The most prevalent proteins in the lens of the eye are called crystallins, and it is thought that aberrant crystallins may cause opacification of lens tissue. The Philly mouse, a strain with an inherited cataract, has an abnormal beta-B2-crystallin, the principal beta-crystallin in the mouse. The cDNA that codes for the beta-B2-crystallin protein has been cloned and sequenced from both the normal and the cataractous Philly mouse. The normal mouse beta-B2 cDNA is 756 nucleotides in length with 618 nucleotides of open reading frame. An in-frame deletion of 12 nucleotides has occurred in the Philly mouse cDNA, which results in the loss of 4 amino acids.
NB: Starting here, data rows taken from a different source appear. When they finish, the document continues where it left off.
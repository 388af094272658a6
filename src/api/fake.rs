//! Scriptable in-memory `Backend` for controller tests.
use std::collections::VecDeque;
use std::sync::Mutex;
use std::sync::atomic::{AtomicUsize, Ordering};

use async_trait::async_trait;
use tokio::sync::{Notify, Semaphore};

use super::client::Backend;
use super::public::{
    ClientError, HealthResponse, MetricRecord, QueryRequest, QueryResponse, UploadFile,
    UploadResponse,
};

/// Results are handed out in the order they were queued. Once a queue
/// is empty a canned success is returned. A gated fake holds every
/// request until `release` hands out permits.
#[derive(Default)]
pub struct FakeBackend {
    pub queries: Mutex<Vec<QueryRequest>>,
    pub uploads: Mutex<Vec<String>>,
    pub metrics_calls: AtomicUsize,
    pub reset_calls: AtomicUsize,
    query_results: Mutex<VecDeque<Result<QueryResponse, ClientError>>>,
    metrics_results: Mutex<VecDeque<Result<Vec<MetricRecord>, ClientError>>>,
    upload_results: Mutex<VecDeque<Result<UploadResponse, ClientError>>>,
    reset_results: Mutex<VecDeque<Result<(), ClientError>>>,
    gate: Option<Semaphore>,
    /// Notified each time a request reaches the backend
    pub started: Notify,
}

impl FakeBackend {
    pub fn new() -> Self {
        Self::default()
    }

    pub fn gated() -> Self {
        Self {
            gate: Some(Semaphore::new(0)),
            ..Self::default()
        }
    }

    pub fn release(&self, permits: usize) {
        if let Some(gate) = &self.gate {
            gate.add_permits(permits);
        }
    }

    pub fn push_query(&self, result: Result<QueryResponse, ClientError>) {
        self.query_results.lock().unwrap().push_back(result);
    }

    pub fn push_metrics(&self, result: Result<Vec<MetricRecord>, ClientError>) {
        self.metrics_results.lock().unwrap().push_back(result);
    }

    pub fn push_upload(&self, result: Result<UploadResponse, ClientError>) {
        self.upload_results.lock().unwrap().push_back(result);
    }

    pub fn push_reset(&self, result: Result<(), ClientError>) {
        self.reset_results.lock().unwrap().push_back(result);
    }

    pub fn query_count(&self) -> usize {
        self.queries.lock().unwrap().len()
    }

    pub fn metrics_count(&self) -> usize {
        self.metrics_calls.load(Ordering::SeqCst)
    }

    pub fn reset_count(&self) -> usize {
        self.reset_calls.load(Ordering::SeqCst)
    }

    async fn wait_gate(&self) {
        self.started.notify_one();
        if let Some(gate) = &self.gate {
            gate.acquire().await.unwrap().forget();
        }
    }
}

pub fn answer(text: &str) -> QueryResponse {
    QueryResponse {
        answer: text.to_string(),
        sources: Vec::new(),
        model_used: "fake-model".to_string(),
        latency_ms: 10.0,
    }
}

pub fn record(latency_ms: f64, cost: Option<f64>) -> MetricRecord {
    MetricRecord {
        timestamp: 1_700_000_000.0,
        query: "what?".to_string(),
        model: "fake-model".to_string(),
        latency_ms,
        cost,
        response: None,
        tokens: None,
        retrieval_count: None,
    }
}

#[async_trait]
impl Backend for FakeBackend {
    async fn query(&self, request: &QueryRequest) -> Result<QueryResponse, ClientError> {
        self.queries.lock().unwrap().push(request.clone());
        self.wait_gate().await;
        let next = self.query_results.lock().unwrap().pop_front();
        next.unwrap_or_else(|| Ok(answer("ok")))
    }

    async fn recent_metrics(&self, _limit: usize) -> Result<Vec<MetricRecord>, ClientError> {
        self.metrics_calls.fetch_add(1, Ordering::SeqCst);
        self.wait_gate().await;
        let next = self.metrics_results.lock().unwrap().pop_front();
        next.unwrap_or_else(|| Ok(Vec::new()))
    }

    async fn upload_document(&self, file: UploadFile) -> Result<UploadResponse, ClientError> {
        self.uploads.lock().unwrap().push(file.file_name.clone());
        self.wait_gate().await;
        let next = self.upload_results.lock().unwrap().pop_front();
        next.unwrap_or_else(|| {
            Ok(UploadResponse {
                filename: file.file_name,
                chunks_created: 1,
                vectors_upserted: Some(1),
            })
        })
    }

    async fn reset_documents(&self) -> Result<(), ClientError> {
        self.reset_calls.fetch_add(1, Ordering::SeqCst);
        self.wait_gate().await;
        let next = self.reset_results.lock().unwrap().pop_front();
        next.unwrap_or(Ok(()))
    }

    async fn health(&self) -> Result<HealthResponse, ClientError> {
        Ok(HealthResponse {
            status: "ok".to_string(),
            message: "fake".to_string(),
        })
    }
}
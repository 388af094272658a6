use anyhow::Result;
use ragdesk::cli;

#[tokio::main]
async fn main() -> Result<()> {
    cli::run().await
}
use anyhow::Result;
use rustyline::DefaultEditor;
use rustyline::error::ReadlineError;

use super::render::render_message;
use crate::api::ApiClient;
use crate::chat::{ChatSession, Submission};
use crate::core::AppConfig;

pub async fn run(config: &AppConfig) -> Result<()> {
    let mut rl = DefaultEditor::new()?;
    let session = ChatSession::new(ApiClient::shared(config));

    println!("Ask me anything about your documents! (/clear for a new conversation)");

    loop {
        let readline = rl.readline(">>> ");
        match readline {
            Ok(line) => {
                if line.trim() == "/clear" {
                    session.clear();
                    println!("Started a new conversation.");
                    continue;
                }
                if let Err(err) = rl.add_history_entry(line.as_str()) {
                    tracing::debug!("Failed to record history entry: {}", err);
                }

                session.set_draft(&line);
                if line.trim().is_empty() {
                    continue;
                }
                println!("Thinking...");
                match session.submit_draft().await {
                    Submission::Settled(msg) => println!("{}\n", render_message(&msg)),
                    Submission::Rejected | Submission::Busy => {}
                }
            }
            Err(ReadlineError::Interrupted) => break,
            Err(ReadlineError::Eof) => break,
            Err(err) => {
                println!("Error: {:?}", err);
                break;
            }
        }
    }

    Ok(())
}
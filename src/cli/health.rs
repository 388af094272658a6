use anyhow::Result;

use crate::api::{ApiClient, Backend};
use crate::core::AppConfig;

pub async fn run(config: &AppConfig) -> Result<()> {
    let client = ApiClient::new(config);
    let health = client.health().await?;
    println!("{} ({}): {}", config.root_url(), health.status, health.message);
    Ok(())
}
use anyhow::Result;

use super::render::render_dashboard;
use crate::api::ApiClient;
use crate::core::AppConfig;
use crate::metrics::MetricsPoller;

// Clear the screen and move the cursor home
const CLEAR: &str = "\x1b[2J\x1b[H";

pub async fn run(watch: bool, config: &AppConfig) -> Result<()> {
    let mut poller = MetricsPoller::new(ApiClient::shared(config), config);

    if !watch {
        let dashboard = poller.refresh().await?;
        print!("{}", render_dashboard(&dashboard, config.metrics_limit));
        return Ok(());
    }

    let mut updates = poller.subscribe();
    poller.start();

    loop {
        tokio::select! {
            changed = updates.changed() => {
                if changed.is_err() {
                    break;
                }
                let dashboard = updates.borrow_and_update().clone();
                print!("{}{}", CLEAR, render_dashboard(&dashboard, config.metrics_limit));
                println!("\nRefreshing every {:?}, Ctrl-C to exit", config.poll_interval);
            }
            _ = tokio::signal::ctrl_c() => break,
        }
    }

    poller.stop();
    Ok(())
}
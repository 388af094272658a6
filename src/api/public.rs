//! Wire types for the RAG backend REST API

use std::collections::HashMap;
use std::path::Path;

use serde::{Deserialize, Serialize};
use serde_json::Value;
use thiserror::Error;

// Errors

/// Everything that can go wrong talking to the backend.
#[derive(Debug, Error)]
pub enum ClientError {
    /// The request never completed (connection refused, timeout, ...)
    #[error("request failed: {0}")]
    NetworkFailure(String),

    /// The backend answered with a non-2xx status
    #[error("backend returned {status}{}", fmt_detail(.detail))]
    ApiError { status: u16, detail: Option<String> },

    /// The backend answered 2xx but the body wasn't what we expected
    #[error("unexpected response body: {0}")]
    MalformedResponse(String),

    /// Rejected client side, nothing was sent
    #[error("query is empty")]
    UserInputRejected,
}

fn fmt_detail(detail: &Option<String>) -> String {
    detail
        .as_ref()
        .map(|d| format!(": {}", d))
        .unwrap_or_default()
}

impl ClientError {
    /// Build an `ApiError` from a failed response, pulling out the
    /// `detail` field FastAPI style backends put in error bodies.
    pub fn from_error_body(status: u16, body: &[u8]) -> Self {
        let detail = serde_json::from_slice::<ErrorDetail>(body)
            .ok()
            .and_then(|err| match err.detail {
                Value::String(detail) if !detail.is_empty() => Some(detail),
                _ => None,
            });
        ClientError::ApiError { status, detail }
    }

    /// The structured detail from the backend if there is one,
    /// otherwise `fallback`.
    pub fn user_message(&self, fallback: &str) -> String {
        match self {
            ClientError::ApiError {
                detail: Some(detail),
                ..
            } => detail.clone(),
            _ => fallback.to_string(),
        }
    }
}

#[derive(Deserialize, Debug)]
pub struct ErrorDetail {
    // Validation errors put a list of objects here instead of a string
    #[serde(default)]
    pub detail: Value,
}

// Query

/// One prior conversation turn sent along with a query.
#[derive(Serialize, Deserialize, Debug, Clone, PartialEq)]
pub struct HistoryTurn {
    pub role: String,
    pub content: String,
}

#[derive(Serialize, Deserialize, Debug, Clone)]
pub struct QueryRequest {
    pub query: String,
    #[serde(default, skip_serializing_if = "Vec::is_empty")]
    pub chat_history: Vec<HistoryTurn>,
}

impl QueryRequest {
    pub fn new(query: &str) -> Self {
        Self {
            query: query.to_string(),
            chat_history: Vec::new(),
        }
    }
}

/// A retrieved chunk the answer was grounded on.
#[derive(Serialize, Deserialize, Debug, Clone)]
pub struct SourceDocument {
    #[serde(default)]
    pub text: String,
    #[serde(default)]
    pub metadata: HashMap<String, Value>,
    #[serde(default)]
    pub score: f64,
}

impl SourceDocument {
    /// The `source` metadata field, usually the uploaded file name.
    pub fn source(&self) -> Option<&str> {
        self.metadata
            .get("source")
            .and_then(Value::as_str)
            .filter(|s| !s.is_empty())
    }
}

#[derive(Serialize, Deserialize, Debug, Clone)]
pub struct QueryResponse {
    pub answer: String,
    #[serde(default)]
    pub sources: Vec<SourceDocument>,
    pub model_used: String,
    pub latency_ms: f64,
}

// Metrics

/// Telemetry for one historical query as logged by the backend.
#[derive(Serialize, Deserialize, Debug, Clone, PartialEq)]
pub struct MetricRecord {
    /// Seconds since the unix epoch
    pub timestamp: f64,
    #[serde(default)]
    pub query: String,
    #[serde(default)]
    pub model: String,
    pub latency_ms: f64,
    #[serde(default)]
    pub cost: Option<f64>,
    #[serde(default, skip_serializing_if = "Option::is_none")]
    pub response: Option<String>,
    #[serde(default, skip_serializing_if = "Option::is_none")]
    pub tokens: Option<u64>,
    #[serde(default, skip_serializing_if = "Option::is_none")]
    pub retrieval_count: Option<u64>,
}

impl MetricRecord {
    pub fn cost(&self) -> f64 {
        self.cost.unwrap_or(0.0)
    }
}

// Documents

/// A document to add to the knowledge base.
#[derive(Debug, Clone)]
pub struct UploadFile {
    pub file_name: String,
    pub bytes: Vec<u8>,
}

impl UploadFile {
    pub fn new(file_name: &str, bytes: Vec<u8>) -> Self {
        Self {
            file_name: file_name.to_string(),
            bytes,
        }
    }

    pub async fn from_path(path: &Path) -> std::io::Result<Self> {
        let bytes = tokio::fs::read(path).await?;
        let file_name = path
            .file_name()
            .map(|name| name.to_string_lossy().to_string())
            .unwrap_or_else(|| path.display().to_string());
        Ok(Self { file_name, bytes })
    }

    pub fn content_type(&self) -> &'static str {
        let ext = Path::new(&self.file_name)
            .extension()
            .map(|ext| ext.to_string_lossy().to_lowercase());
        match ext.as_deref() {
            Some("pdf") => "application/pdf",
            Some("docx") => {
                "application/vnd.openxmlformats-officedocument.wordprocessingml.document"
            }
            Some("txt") => "text/plain",
            Some("md") => "text/markdown",
            _ => "application/octet-stream",
        }
    }
}

#[derive(Serialize, Deserialize, Debug, Clone)]
pub struct UploadResponse {
    pub filename: String,
    pub chunks_created: u64,
    #[serde(default, skip_serializing_if = "Option::is_none")]
    pub vectors_upserted: Option<u64>,
}

// Health

#[derive(Serialize, Deserialize, Debug, Clone)]
pub struct HealthResponse {
    pub status: String,
    #[serde(default)]
    pub message: String,
}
The sequence of the mutant beta-B2 was analyzed against the reported structure of the normal bovine beta-B2-crystallin determined by x-ray crystallography. The region, in which the deletion of the amino acids occurs near the COOH terminus, is essential for the formation of the tertiary structure of the beta-B2-crystallin. The loss of these residues could explain the alterations that are seen with the Philly beta-B2 protein and may account for the instability of the Philly beta-B2 protein. This abnormal beta-B2-crystallin may be the cause of the cataract in this animal.